Carences par rapport aux potentialités : absence totale de référence au genre théâtral
(sauf le terme « Comedy » qui apparaît), de recherche sur ce genre, sur l’écriture en
vers.
Absence de référence au jeu théâtral, à l’oralité, à la musicalité, à la communication nonverbale, etc.
La démarche des concepteurs est paradoxale. D’un côté ils s’inscrivent dans une approche
déductive en proposant les réponses d’emblée, de l’autre ils sollicitent l’interprétation, voire
l’extrapolation sans aucun garde-fou.
La pertinence de la démarche en termes de chance d’appropriation et de prise en compte de la
spécificité du support poétique et théâtral n’est pas défendable.

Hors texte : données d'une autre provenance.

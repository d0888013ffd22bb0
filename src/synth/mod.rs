// Purpose: Voice state machines, the voice pool, and the host-facing context
// This layer sits above the dsp primitives and owns all per-note state

pub mod context;
pub mod message;
pub mod params;
pub mod pool;
pub mod voice;

pub use context::Context;
pub use message::{MessageReceiver, VoiceMessage};
pub use params::ParamId;
pub use pool::{VoiceHandle, VoicePool};
pub use voice::Voice;
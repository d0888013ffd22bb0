use super::voice::Voice;
use crate::MAX_VOICES;

const _: () = assert!(MAX_VOICES <= u32::BITS as usize);

/// Index of an allocated slot in a [`VoicePool`].
#[derive(Debug, Clone, Copy, PartialEq, Eq, Hash, PartialOrd, Ord)]
pub struct VoiceHandle(u8);

impl VoiceHandle {
    /// Converts a raw integer handle, as passed over the C ABI.
    pub fn from_raw(raw: i32) -> Option<Self> {
        usize::try_from(raw)
            .ok()
            .filter(|&index| index < MAX_VOICES)
            .map(|index| VoiceHandle(index as u8))
    }

    pub fn raw(self) -> i32 {
        i32::from(self.0)
    }

    pub fn index(self) -> usize {
        usize::from(self.0)
    }
}

/// Fixed slab of [`MAX_VOICES`] voices with an allocation bitmask.
///
/// Voices are built once up front; allocating and releasing only flips bits
/// and resets state, so the pool never touches the heap after construction
/// apart from instrument data owned by the voices.
#[derive(Debug, Clone)]
pub struct VoicePool {
    voices: [Voice; MAX_VOICES],
    allocated: u32,
}

impl VoicePool {
    pub fn new(sample_rate: f32) -> Self {
        Self {
            voices: std::array::from_fn(|_| Voice::new(sample_rate)),
            allocated: 0,
        }
    }

    /// Claims the lowest free slot. `None` when every slot is taken.
    pub fn allocate(&mut self) -> Option<VoiceHandle> {
        let index = (0..MAX_VOICES).find(|&i| self.allocated & (1 << i) == 0)?;
        self.allocated |= 1 << index;
        self.voices[index].reset();
        Some(VoiceHandle(index as u8))
    }

    /// Resets the voice and frees its slot. Returns false for a slot that was
    /// not allocated.
    pub fn release(&mut self, handle: VoiceHandle) -> bool {
        if !self.is_allocated(handle) {
            return false;
        }
        self.voices[handle.index()].reset();
        self.allocated &= !(1 << handle.index());
        true
    }

    pub fn is_allocated(&self, handle: VoiceHandle) -> bool {
        handle.index() < MAX_VOICES && self.allocated & (1 << handle.index()) != 0
    }

    pub fn get(&self, handle: VoiceHandle) -> Option<&Voice> {
        if self.is_allocated(handle) {
            self.voices.get(handle.index())
        } else {
            None
        }
    }

    pub fn get_mut(&mut self, handle: VoiceHandle) -> Option<&mut Voice> {
        if self.is_allocated(handle) {
            self.voices.get_mut(handle.index())
        } else {
            None
        }
    }

    pub fn allocated_count(&self) -> usize {
        self.allocated.count_ones() as usize
    }

    pub fn is_full(&self) -> bool {
        self.allocated_count() == MAX_VOICES
    }

    /// Handles of all allocated voices, lowest slot first.
    pub fn handles(&self) -> impl Iterator<Item = VoiceHandle> + '_ {
        (0..MAX_VOICES)
            .filter(|&i| self.allocated & (1 << i) != 0)
            .map(|i| VoiceHandle(i as u8))
    }

    pub fn iter(&self) -> impl Iterator<Item = (VoiceHandle, &Voice)> {
        let allocated = self.allocated;
        self.voices
            .iter()
            .enumerate()
            .filter(move |(i, _)| allocated & (1 << i) != 0)
            .map(|(i, voice)| (VoiceHandle(i as u8), voice))
    }

    pub fn iter_mut(&mut self) -> impl Iterator<Item = (VoiceHandle, &mut Voice)> {
        let allocated = self.allocated;
        self.voices
            .iter_mut()
            .enumerate()
            .filter(move |(i, _)| allocated & (1 << i) != 0)
            .map(|(i, voice)| (VoiceHandle(i as u8), voice))
    }
}

#[cfg(test)]
mod tests {
    use super::*;

    #[test]
    fn allocates_until_full() {
        let mut pool = VoicePool::new(44_100.0);
        let handles: Vec<_> = (0..MAX_VOICES).map(|_| pool.allocate().unwrap()).collect();
        assert_eq!(handles[0].raw(), 0);
        assert_eq!(handles[MAX_VOICES - 1].raw(), MAX_VOICES as i32 - 1);
        assert!(pool.is_full());
        assert!(pool.allocate().is_none());
    }

    #[test]
    fn released_slot_is_reused() {
        let mut pool = VoicePool::new(44_100.0);
        let a = pool.allocate().unwrap();
        let b = pool.allocate().unwrap();
        assert!(pool.release(a));
        assert!(!pool.release(a));
        assert!(pool.get(a).is_none());
        assert_eq!(pool.allocate(), Some(a));
        assert_eq!(pool.handles().collect::<Vec<_>>(), vec![a, b]);
    }

    #[test]
    fn raw_handles_are_range_checked() {
        assert_eq!(VoiceHandle::from_raw(-1), None);
        assert_eq!(VoiceHandle::from_raw(MAX_VOICES as i32), None);
        assert_eq!(VoiceHandle::from_raw(3).map(VoiceHandle::index), Some(3));

        let pool = VoicePool::new(44_100.0);
        assert!(pool.get(VoiceHandle::from_raw(3).unwrap()).is_none());
    }
}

Conclusion : Les concepteurs de cet appareil pédagogique ne semblent pas tenir compte de la
spécificité des supports et ne pas permettre à l’élève de terminale d’y avoir accès. Que serait
une démarche plus soucieuse de réussir ? Peut-être un appareil pédagogique plus rigoureux
incluant une phase de contextualisation dense et riche, une phase d’appropriation des supports
par des outils d’analyse transférables, enfin, une phase de réflexion sur le pouvoir de
l’imagination et de la création artistique qui pourrait s’appuyer sur le tableau de Füssli, mais
aussi sur le visionnage de la pièce dans la mise en scène de Kenneth Brannagh, par exemple,
ou le visionnage du film Shakespeare in Love qui traite de cette question, ou encore, la mise
en scène de fragments de pièces par les élèves, autre manière d’interpréter les beaux textes.